1. Rule. Rule made returnable forthwith and heard finally by the consent of the parties.
2. The petitioner, original complainant, in Complaint (ULP) No.3/2012 is aggrieved by the judgment dated 21.3.2017 delivered by the Industrial Court, Amravati by which, his complaint seeking correction in the seniority list, has been rejected.
3. I have considered the strenuous submissions of the learned Advocate for the petitioner and the learned A.G.P. and have perused the petition paper book and the record available, with their assistance.
4. The undisputed factors can be summarized as under:
(a) The petitioner was appointed as a daily wager on 18.9.1986.
(b) He was discontinued on 6.10.1988. No challenge.
(c) An advertisement was published for recruiting Kaksha Sevak and pursuant to such advertisement, the petitioner applied and faced the interview.
(d) A seniority list was prepared in 1993 and the petitioner was placed at serial No.1 in the O.B.C. category. There were three posts available in the said category.
(e) Some of the candidates from the open category were appointed as Kaksha Sevak on 22.4.1993.
(f) The petitioner claimed to have been overlooked and ignored by the respondent - Appointing Authority and, therefore, preferred Complaint (ULP) No.45/1995 seeking a declaration of unfair labour practice against the respondents under Items 5 and 9 of Schedule IV of the Maharashtra Recognition of Trade Unions and Prevention of Unfair Labour Practices Act, 1971. Further prayers were also set out in prayer clauses (a), (b) and (c) which read as under:-
“a) It be declared that the respondents have engaged in unfair labour practice under Items 5 and 9 of Schedule IV of the MRTU & PULP Act.

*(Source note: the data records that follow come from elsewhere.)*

use serde::{Deserialize, Serialize};

use crate::core::{Better, Method, ScoreBreakdown, ScorerKind, SearchOutcome};

/// One matched couple
#[derive(Debug, Clone, PartialEq, Eq, Serialize, Deserialize)]
pub struct MatchPair {
    pub woman: String,
    pub man: String,
}

/// Response for the solve endpoints
#[derive(Debug, Clone, Serialize, Deserialize)]
#[serde(rename_all = "camelCase")]
pub struct SolveResponse {
    pub run_id: String,
    pub method: Method,
    pub scorer: ScorerKind,
    pub better: Better,
    pub matches: Vec<MatchPair>,
    pub score: f64,
    pub best_trial: Option<usize>,
    pub trials_attempted: usize,
    pub trials_discarded: usize,
    pub seed: Option<u64>,
    #[serde(default)]
    pub cached: bool,
    pub breakdown: ScoreBreakdown,
}

impl From<SearchOutcome> for SolveResponse {
    fn from(outcome: SearchOutcome) -> Self {
        let matches = outcome
            .matching
            .pairs()
            .map(|(woman, man)| MatchPair {
                woman: woman.to_string(),
                man: man.to_string(),
            })
            .collect();

        Self {
            run_id: uuid::Uuid::new_v4().to_string(),
            method: outcome.method,
            scorer: outcome.scorer,
            better: outcome.better,
            matches,
            score: outcome.score.value,
            best_trial: outcome.best_trial,
            trials_attempted: outcome.trials_attempted,
            trials_discarded: outcome.trials_discarded,
            seed: outcome.seed,
            cached: false,
            breakdown: outcome.score,
        }
    }
}

/// Health check response
#[derive(Debug, Clone, Serialize, Deserialize)]
pub struct HealthResponse {
    pub status: String,
    pub version: String,
    pub timestamp: chrono::DateTime<chrono::Utc>,
}

/// Error response
#[derive(Debug, Clone, Serialize, Deserialize)]
pub struct ErrorResponse {
    pub error: String,
    pub message: String,
    pub status_code: u16,
}
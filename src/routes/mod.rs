// Route exports
pub mod matches;

use actix_web::{error, http::StatusCode, web, HttpResponse};

pub use matches::AppState;

pub fn configure_routes(cfg: &mut web::ServiceConfig) {
    cfg.service(
        web::scope("/api/v1")
            .configure(matches::configure),
    );
}

/// JSON error response for JSON payload errors
#[derive(Debug, serde::Serialize)]
pub struct JsonError {
    pub error: String,
    pub message: String,
    pub status_code: u16,
}

impl std::fmt::Display for JsonError {
    fn fmt(&self, f: &mut std::fmt::Formatter<'_>) -> std::fmt::Result {
        write!(f, "{}: {}", self.error, self.message)
    }
}

impl std::error::Error for JsonError {}

impl error::ResponseError for JsonError {
    fn error_response(&self) -> HttpResponse {
        HttpResponse::build(StatusCode::from_u16(self.status_code).unwrap_or(StatusCode::BAD_REQUEST))
            .json(self)
    }
}

/// Handle JSON payload errors
pub fn handle_json_payload_error(err: error::JsonPayloadError, req: &actix_web::HttpRequest) -> actix_web::Error {
    tracing::info!("JSON payload error on {}: {}", req.path(), err);
    JsonError {
        error: "invalid_json".to_string(),
        message: format!("Invalid JSON: {}", err),
        status_code: 400,
    }
    .into()
}
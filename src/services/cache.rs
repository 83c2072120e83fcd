use serde::{Deserialize, Serialize};
use std::time::Duration;
use thiserror::Error;

use crate::core::SearchConfig;
use crate::models::Problem;

/// Errors that can occur with cache operations
#[derive(Debug, Error)]
pub enum CacheError {
    #[error("Serialization error: {0}")]
    SerializationError(#[from] serde_json::Error),

    #[error("Cache miss: {0}")]
    CacheMiss(String),
}

/// In-memory cache of solved runs
///
/// Only seeded runs are cacheable: with a fixed seed a run is a pure function of its
/// problem and configuration, so a repeated request can be answered without re-running.
pub struct ResultCache {
    entries: moka::future::Cache<String, Vec<u8>>,
}

impl ResultCache {
    /// Create a new cache holding up to `capacity` entries for `ttl_secs` each
    pub fn new(capacity: u64, ttl_secs: u64) -> Self {
        let entries = moka::future::CacheBuilder::new(capacity)
            .time_to_live(Duration::from_secs(ttl_secs))
            .build();

        Self { entries }
    }

    /// Get a value from the cache
    pub async fn get<T>(&self, key: &str) -> Result<T, CacheError>
    where
        T: for<'de> Deserialize<'de>,
    {
        if let Some(bytes) = self.entries.get(key).await {
            tracing::trace!("Cache hit: {}", key);
            return Ok(serde_json::from_slice(&bytes)?);
        }

        tracing::trace!("Cache miss: {}", key);
        Err(CacheError::CacheMiss(key.to_string()))
    }

    /// Store a value in the cache
    pub async fn set<T>(&self, key: &str, value: &T) -> Result<(), CacheError>
    where
        T: Serialize,
    {
        let bytes = serde_json::to_vec(value)?;
        self.entries.insert(key.to_string(), bytes).await;

        tracing::trace!("Cache set: {}", key);
        Ok(())
    }

    /// Delete a single entry
    pub async fn delete(&self, key: &str) {
        self.entries.invalidate(key).await;
    }

    /// Drop every entry
    pub fn clear(&self) {
        self.entries.invalidate_all();
        tracing::debug!("Cleared result cache");
    }

    /// Get cache statistics
    pub async fn stats(&self) -> CacheStats {
        // entry_count lags behind until pending maintenance has run
        self.entries.run_pending_tasks().await;
        CacheStats {
            entries: self.entries.entry_count(),
            weighted_size: self.entries.weighted_size(),
        }
    }
}

/// Cache statistics
#[derive(Debug, Clone, Serialize, Deserialize)]
pub struct CacheStats {
    pub entries: u64,
    pub weighted_size: u64,
}

/// Cache key builder
pub struct CacheKey;

impl CacheKey {
    /// Build a cache key for a solved run, or `None` if the run is not reproducible.
    ///
    /// The key is the full canonical JSON of everything the run depends on, so two different
    /// requests never share an entry. Preferences are sorted maps, so equal inputs encode equally.
    pub fn solve(problem: &Problem, config: &SearchConfig) -> Option<String> {
        let seed = config.seed?;
        let blacklist: Vec<(&str, &str)> = problem.blacklist().iter().collect();

        let canonical = serde_json::to_string(&(
            problem.women(),
            problem.men(),
            blacklist,
            config.method,
            config.scorer,
            config.warper,
            config.weight,
            config.boost,
            config.trials,
            config.proposing_side,
        ))
        .ok()?;

        Some(format!("solve:{}:{}", seed, canonical))
    }
}
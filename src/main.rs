use actix_cors::Cors;
use actix_web::{middleware, web, App, HttpServer};
use lume_smp::config::{LoggingSettings, Settings};
use lume_smp::core::Matcher;
use lume_smp::routes::{self, handle_json_payload_error, AppState};
use lume_smp::services::ResultCache;
use std::sync::Arc;
use tracing::{error, info};
use tracing_subscriber::EnvFilter;

fn init_logging(logging: &LoggingSettings) {
    // RUST_LOG wins over the configured level when set
    let filter = EnvFilter::try_from_default_env()
        .unwrap_or_else(|_| EnvFilter::new(&logging.level));

    let subscriber = tracing_subscriber::fmt()
        .with_env_filter(filter)
        .with_target(false)
        .with_level(true);

    if logging.format == "pretty" {
        subscriber.pretty().init();
    } else {
        subscriber.compact().init();
    }
}

#[actix_web::main]
async fn main() -> std::io::Result<()> {
    // Load .env file if present
    dotenv::dotenv().ok();

    let settings = Settings::load().map_err(|e| {
        eprintln!("Failed to load configuration: {}", e);
        std::io::Error::new(std::io::ErrorKind::InvalidInput, e)
    })?;

    init_logging(&settings.logging);
    info!("Starting Lume stable matching service...");

    let defaults = settings.matching.search_config().map_err(|e| {
        error!("Invalid matching configuration: {}", e);
        std::io::Error::new(std::io::ErrorKind::InvalidInput, e)
    })?;

    info!(
        "Matcher defaults: method={}, scorer={}, warper={}, trials={}, parallel={}",
        defaults.method, defaults.scorer, defaults.warper, defaults.trials, defaults.parallel
    );

    let matcher = Matcher::new(defaults);

    let cache = Arc::new(ResultCache::new(
        settings.cache.l1_cache_size,
        settings.cache.ttl_secs,
    ));

    info!(
        "Result cache initialized ({} entries, TTL: {}s)",
        settings.cache.l1_cache_size, settings.cache.ttl_secs
    );

    // Build application state
    let app_state = AppState {
        matcher,
        cache,
        max_people: settings.matching.max_people,
    };

    // Configure HTTP server
    let host = settings.server.host.clone();
    let port = settings.server.port;
    let workers = settings.server.workers.unwrap_or(4);

    info!("Starting HTTP server on {}:{}", host, port);

    HttpServer::new(move || {
        let cors = Cors::permissive();

        App::new()
            .app_data(web::Data::new(app_state.clone()))
            .app_data(web::JsonConfig::default().error_handler(handle_json_payload_error))
            .wrap(cors)
            .wrap(middleware::Logger::default())
            .wrap(middleware::Compress::default())
            .configure(routes::configure_routes)
    })
    .workers(workers)
    .bind((host, port))?
    .run()
    .await
}
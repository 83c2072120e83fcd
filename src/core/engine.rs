use std::collections::{HashMap, VecDeque};

use crate::error::{InputError, MatchError, MatchResult};
use crate::models::{Matching, Preferences, Side};

/// Deferred-acceptance matching over two sides' filtered, completed lists.
///
/// The proposing side gets its optimal stable matching. Proposers start in name order and
/// rejected proposers queue at the back, so a run is a pure function of its input lists.
#[derive(Debug, Clone, Copy, Default)]
pub struct MatchingEngine {
    proposing_side: Side,
}

impl MatchingEngine {
    pub fn new(proposing_side: Side) -> Self {
        Self { proposing_side }
    }

    pub fn proposing_side(&self) -> Side {
        self.proposing_side
    }

    /// Match `women` with `men`.
    ///
    /// Returns [`MatchError::Infeasible`] if a proposer runs out of people to propose to,
    /// which only happens when blacklist filtering removed every partner still available.
    pub fn run(&self, women: &Preferences, men: &Preferences) -> MatchResult<Matching> {
        if women.len() != men.len() {
            return Err(InputError::UnequalSides {
                women: women.len(),
                men: men.len(),
            }
            .into());
        }

        let matching = match self.proposing_side {
            Side::Women => Matching::from_pairs(deferred_acceptance(women, men)?),
            Side::Men => Matching::from_pairs(
                deferred_acceptance(men, women)?
                    .into_iter()
                    .map(|(man, woman)| (woman, man)),
            ),
        };

        Ok(matching)
    }
}

/// Run the proposal rounds and return (proposer, acceptor) pairs
fn deferred_acceptance<'a>(
    proposers: &'a Preferences,
    acceptors: &'a Preferences,
) -> MatchResult<Vec<(&'a str, &'a str)>> {
    let proposer_ids: Vec<&str> = proposers.keys().map(String::as_str).collect();
    let acceptor_ids: Vec<&str> = acceptors.keys().map(String::as_str).collect();

    let proposer_index: HashMap<&str, usize> =
        proposer_ids.iter().enumerate().map(|(i, p)| (*p, i)).collect();
    let acceptor_index: HashMap<&str, usize> =
        acceptor_ids.iter().enumerate().map(|(i, a)| (*a, i)).collect();

    let lists: Vec<Vec<usize>> = proposers
        .values()
        .map(|list| {
            list.iter()
                .filter_map(|candidate| acceptor_index.get(candidate.as_str()).copied())
                .collect()
        })
        .collect();

    // ranks[a][p]: where acceptor a puts proposer p; None means unacceptable
    let ranks: Vec<Vec<Option<usize>>> = acceptors
        .values()
        .map(|list| {
            let mut rank = vec![None; proposer_ids.len()];
            for (position, candidate) in list.iter().enumerate() {
                if let Some(&p) = proposer_index.get(candidate.as_str()) {
                    rank[p] = Some(position);
                }
            }
            rank
        })
        .collect();

    let mut next = vec![0usize; proposer_ids.len()];
    let mut held: Vec<Option<usize>> = vec![None; acceptor_ids.len()];
    let mut free: VecDeque<usize> = (0..proposer_ids.len()).collect();

    while let Some(p) = free.pop_front() {
        let Some(&a) = lists[p].get(next[p]) else {
            return Err(MatchError::Infeasible {
                person: proposer_ids[p].to_string(),
            });
        };
        next[p] += 1;

        let Some(rank_p) = ranks[a][p] else {
            free.push_back(p);
            continue;
        };

        match held[a] {
            None => held[a] = Some(p),
            Some(q) => {
                let keeps_current = ranks[a][q].is_some_and(|rank_q| rank_q < rank_p);
                if keeps_current {
                    free.push_back(p);
                } else {
                    held[a] = Some(p);
                    free.push_back(q);
                }
            }
        }
    }

    Ok(held
        .iter()
        .enumerate()
        .filter_map(|(a, p)| p.map(|p| (proposer_ids[p], acceptor_ids[a])))
        .collect())
}

/// Position of `candidate` in `list`, if ranked at all
#[inline]
fn position(list: &[String], candidate: &str) -> Option<usize> {
    list.iter().position(|c| c == candidate)
}

/// Whether `person` ranks `candidate` strictly above their current partner.
/// An unranked candidate is never preferred; an unranked partner is beaten by anyone ranked.
fn prefers(list: &[String], candidate: &str, partner: Option<&str>) -> bool {
    match (position(list, candidate), partner.and_then(|p| position(list, p))) {
        (None, _) => false,
        (Some(_), None) => true,
        (Some(c), Some(p)) => c < p,
    }
}

/// Every (woman, man) pair not matched together where both would rather have each other
pub fn blocking_pairs(
    matching: &Matching,
    women: &Preferences,
    men: &Preferences,
) -> Vec<(String, String)> {
    let mut blocking = Vec::new();

    for (woman, list) in women {
        let current = matching.partner_of_woman(woman);
        for man in list {
            if current == Some(man.as_str()) {
                continue;
            }
            if !prefers(list, man, current) {
                continue;
            }
            let Some(his_list) = men.get(man) else {
                continue;
            };
            if prefers(his_list, woman, matching.partner_of_man(man)) {
                blocking.push((woman.clone(), man.clone()));
            }
        }
    }

    blocking
}

/// No blocking pair exists under the given lists
pub fn is_stable(matching: &Matching, women: &Preferences, men: &Preferences) -> bool {
    blocking_pairs(matching, women, men).is_empty()
}
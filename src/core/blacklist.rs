use std::collections::{BTreeMap, BTreeSet};

use crate::error::{MatchError, MatchResult};
use crate::models::Preferences;

/// Pairs of people who must never be matched with each other.
///
/// Pairs are unordered: `(woman, man)` and `(man, woman)` forbid the same match.
#[derive(Debug, Clone, Default, PartialEq, Eq)]
pub struct Blacklist {
    pairs: BTreeSet<(String, String)>,
    forbidden: BTreeMap<String, BTreeSet<String>>,
}

impl Blacklist {
    pub fn new() -> Self {
        Self::default()
    }

    pub fn from_pairs<I, A, B>(pairs: I) -> Self
    where
        I: IntoIterator<Item = (A, B)>,
        A: Into<String>,
        B: Into<String>,
    {
        let mut blacklist = Self::new();
        for (a, b) in pairs {
            blacklist.insert(a, b);
        }
        blacklist
    }

    pub fn insert(&mut self, a: impl Into<String>, b: impl Into<String>) {
        let (a, b) = (a.into(), b.into());
        self.forbidden.entry(a.clone()).or_default().insert(b.clone());
        self.forbidden.entry(b.clone()).or_default().insert(a.clone());
        self.pairs.insert((a, b));
    }

    /// Whether `a` and `b` may not be matched, in either order
    #[inline]
    pub fn forbids(&self, a: &str, b: &str) -> bool {
        self.forbidden
            .get(a)
            .is_some_and(|partners| partners.contains(b))
    }

    pub fn iter(&self) -> impl Iterator<Item = (&str, &str)> {
        self.pairs.iter().map(|(a, b)| (a.as_str(), b.as_str()))
    }

    pub fn len(&self) -> usize {
        self.pairs.len()
    }

    pub fn is_empty(&self) -> bool {
        self.pairs.is_empty()
    }

    /// Strip every forbidden partner from every list, keeping the remaining order.
    ///
    /// Fails with [`MatchError::Infeasible`] naming the first person left with nobody to rank.
    pub fn filter(&self, mut lists: Preferences) -> MatchResult<Preferences> {
        if self.is_empty() {
            return Ok(lists);
        }

        for (person, list) in lists.iter_mut() {
            let Some(forbidden) = self.forbidden.get(person) else {
                continue;
            };
            list.retain(|candidate| !forbidden.contains(candidate));
            if list.is_empty() {
                tracing::debug!("Blacklist leaves {} with no acceptable partner", person);
                return Err(MatchError::Infeasible {
                    person: person.clone(),
                });
            }
        }

        Ok(lists)
    }
}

b) The respondents be directed to reinstate the complainant at this former post with continuity of services and pay his full back wages from the date of termination.
(c) Alternatively, the complainant prays that respondents should appoint him as per the selection on the post of Kaksha Sevak from the date when junior to him were appointed by the respondents and to pay him full back wages.”
(g) The Industrial Court delivered it’s judgment on 22.7.2008 concluding that the petitioner was entitled to an appointment as Kaksha Sevak and by declaring unfair labour practice under Item 5 of Schedule IV against the employer, granted the relief of absorption in the Class-IV cadre on the post of Kaksha Sevak and the respondent was directed to issue an appointment order within a period of three months.
(h) The respondent approached this Court in Writ Petition No.4189/2010 and by order dated 9.12.2010, the judgment of the Industrial Court was sustained and the respondent was directed to issue an appointment order of Kaksha Sevak (Ward Boy) by relying upon the select list.
(i) Pursuant to the above, the petitioner was issued with an appointment order dated 16.6.2011.
(j) The petitioner then preferred Complaint (ULP) No.3/2012 before the Industrial Court and claimed that persons lower in the select list at serial Nos.5 and 9 from the open category were appointed on 22.4.1993 and hence, the petitioner’s seniority be reckoned with from the date of such appointment.
(k) In Complaint (ULP) No.3/2012, the petitioner had put-forth prayer clauses (c) and (d) as under:-
“(C) To give positive directions / orders to the respondent to correct the seniority list of Class IV “Kaksha Sewaks” by keeping the name of the complainant at appropriate place.
(D) To direct the respondent to pay all the salaries benefits, allowances, increments, other consequential benefits, bonus, pay commission recommendation, arrears, etc. to the complainant with effect from 22-4-93 along with 12 percent penal interest till full realisation.”
(l) By the impugned judgment dated 21.3.2017, Complaint (ULP) No.3/2012 has been dismissed.
5. The learned Advocate for the petitioner submits that the select list dates back to 1993. The candidates from the open category were appointed on 22.4.1993 and the petitioner had to litigate. His appointment order dated 16.6.2011 should relate back to his inclusion in the select list prepared in February 1993. Alternatively, it is prayed that he be placed above the two candidates at serial Nos.5 and 9 from the open category mentioned in the said select list, as they were appointed on 22.4.1993.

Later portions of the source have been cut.